Women made up 20% of those working in key behind-the-scenes roles on the top 700 domestic films of 2014, according to “Women and the Big Picture,” a new study authored by Dr. Martha M. Lauzen, executive director of the Center for the Study of Women in Television and Film at San Diego State University. On the 15% of films directed or co-directed by women, however, the number of female writers, editors, and cinematographers increased by up to six times.
As Lauzen notes, “the findings suggest that women directors, executive producers, and producers may serve an important gateway function in the employment of other women in key behind-the-scenes roles.”
As efforts to combat gender inequality in Hollywood gain steam—Jennifer Lawrence publicizing the wage gap; Geena Davis and Meryl Streep inveighing against the dearth of roles for women in front of and the behind the camera; the federal Equal Employment Opportunity Commission investigating gender discrimination in hiring practices—Lauzen’s findings make clear that there’s a long way still to go. A few of the most striking data points:
– 85% of the films studied had no female directors, 80% had no female writers, and fully 92% had no female cinematographers.

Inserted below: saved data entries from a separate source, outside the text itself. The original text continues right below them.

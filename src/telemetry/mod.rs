//! Usage telemetry: one record per successful generation, pushed through a
//! bounded queue so a slow sink never stalls the caller.

mod sink;

#[cfg(test)]
pub use sink::MemorySink;
pub use sink::{JsonlSink, UsageSink};

use crate::config::Config;
use crate::provider::TokenUsage;
use chrono::{DateTime, Utc};
use serde::{Deserialize, Serialize};
use std::sync::Arc;
use std::time::Duration;
use tokio::sync::mpsc;
use tokio::task::JoinHandle;
use tracing::{debug, warn};
use uuid::Uuid;

#[derive(Debug, Clone, PartialEq, Serialize, Deserialize)]
#[serde(rename_all = "camelCase")]
pub struct UsageTelemetry {
    pub request_id: Uuid,
    pub timestamp: DateTime<Utc>,
    pub user_id: String,
    pub command_name: String,
    pub model_used: String,
    pub provider_name: String,
    pub input_tokens: u64,
    pub output_tokens: u64,
    pub total_tokens: u64,
    pub total_cost: f64,
    pub currency: String,
}

impl UsageTelemetry {
    pub fn build(
        config: &Config,
        command_name: &str,
        provider: &str,
        model_id: &str,
        usage: TokenUsage,
    ) -> Self {
        let (total_cost, currency) = match config.cost(model_id) {
            Some(cost) => (
                round6(
                    usage.input_tokens as f64 / 1_000_000.0 * cost.input
                        + usage.output_tokens as f64 / 1_000_000.0 * cost.output,
                ),
                cost.currency,
            ),
            None => {
                debug!("No cost entry for model {}, recording zero cost", model_id);
                (0.0, "USD".to_string())
            }
        };

        Self {
            request_id: Uuid::new_v4(),
            timestamp: Utc::now(),
            user_id: config.telemetry.user_id.clone(),
            command_name: command_name.to_string(),
            model_used: model_id.to_string(),
            provider_name: provider.to_string(),
            input_tokens: usage.input_tokens,
            output_tokens: usage.output_tokens,
            total_tokens: usage.total(),
            total_cost,
            currency,
        }
    }
}

fn round6(value: f64) -> f64 {
    (value * 1_000_000.0).round() / 1_000_000.0
}

/// Sending half of the telemetry queue; cheap to clone
#[derive(Debug, Clone)]
pub struct TelemetryQueue {
    tx: mpsc::Sender<UsageTelemetry>,
}

impl TelemetryQueue {
    /// Start the background writer draining into `sink`
    pub fn spawn(sink: Arc<dyn UsageSink>, capacity: usize) -> (Self, TelemetryWorker) {
        let (tx, mut rx) = mpsc::channel::<UsageTelemetry>(capacity.max(1));

        let handle = tokio::spawn(async move {
            let mut written = 0usize;
            while let Some(record) = rx.recv().await {
                match sink.record(&record).await {
                    Ok(()) => written += 1,
                    Err(e) => warn!("Failed to record usage telemetry: {}", e),
                }
            }
            written
        });

        (Self { tx }, TelemetryWorker { handle })
    }

    /// Enqueue without waiting; the record is dropped if the queue is full
    pub fn emit(&self, record: UsageTelemetry) -> bool {
        match self.tx.try_send(record) {
            Ok(()) => true,
            Err(mpsc::error::TrySendError::Full(record)) => {
                debug!("Telemetry queue full, dropping record {}", record.request_id);
                false
            }
            Err(mpsc::error::TrySendError::Closed(record)) => {
                debug!("Telemetry queue closed, dropping record {}", record.request_id);
                false
            }
        }
    }
}

pub struct TelemetryWorker {
    handle: JoinHandle<usize>,
}

impl TelemetryWorker {
    /// Best-effort flush: waits up to `timeout` for queued records once every
    /// `TelemetryQueue` clone has been dropped. Returns how many were written.
    pub async fn shutdown(self, timeout: Duration) -> usize {
        match tokio::time::timeout(timeout, self.handle).await {
            Ok(Ok(written)) => written,
            Ok(Err(e)) => {
                warn!("Telemetry writer panicked: {}", e);
                0
            }
            Err(_) => {
                warn!("Telemetry flush timed out after {:?}", timeout);
                0
            }
        }
    }
}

– Overall, women fared best as producers (27%) and executive producers (21%); it’s on the creative side that women’s opportunities lag furthest behind.
– On films with at least one-third female producers/executive producers, the number of female writers, editors, directors, and cinematographers more than doubled.
“[H]iring decisions for these roles,” Lauzen explained, “may be most susceptible to mainstream film industry biases and expectations about what directors and cinematographers should look like demographically.”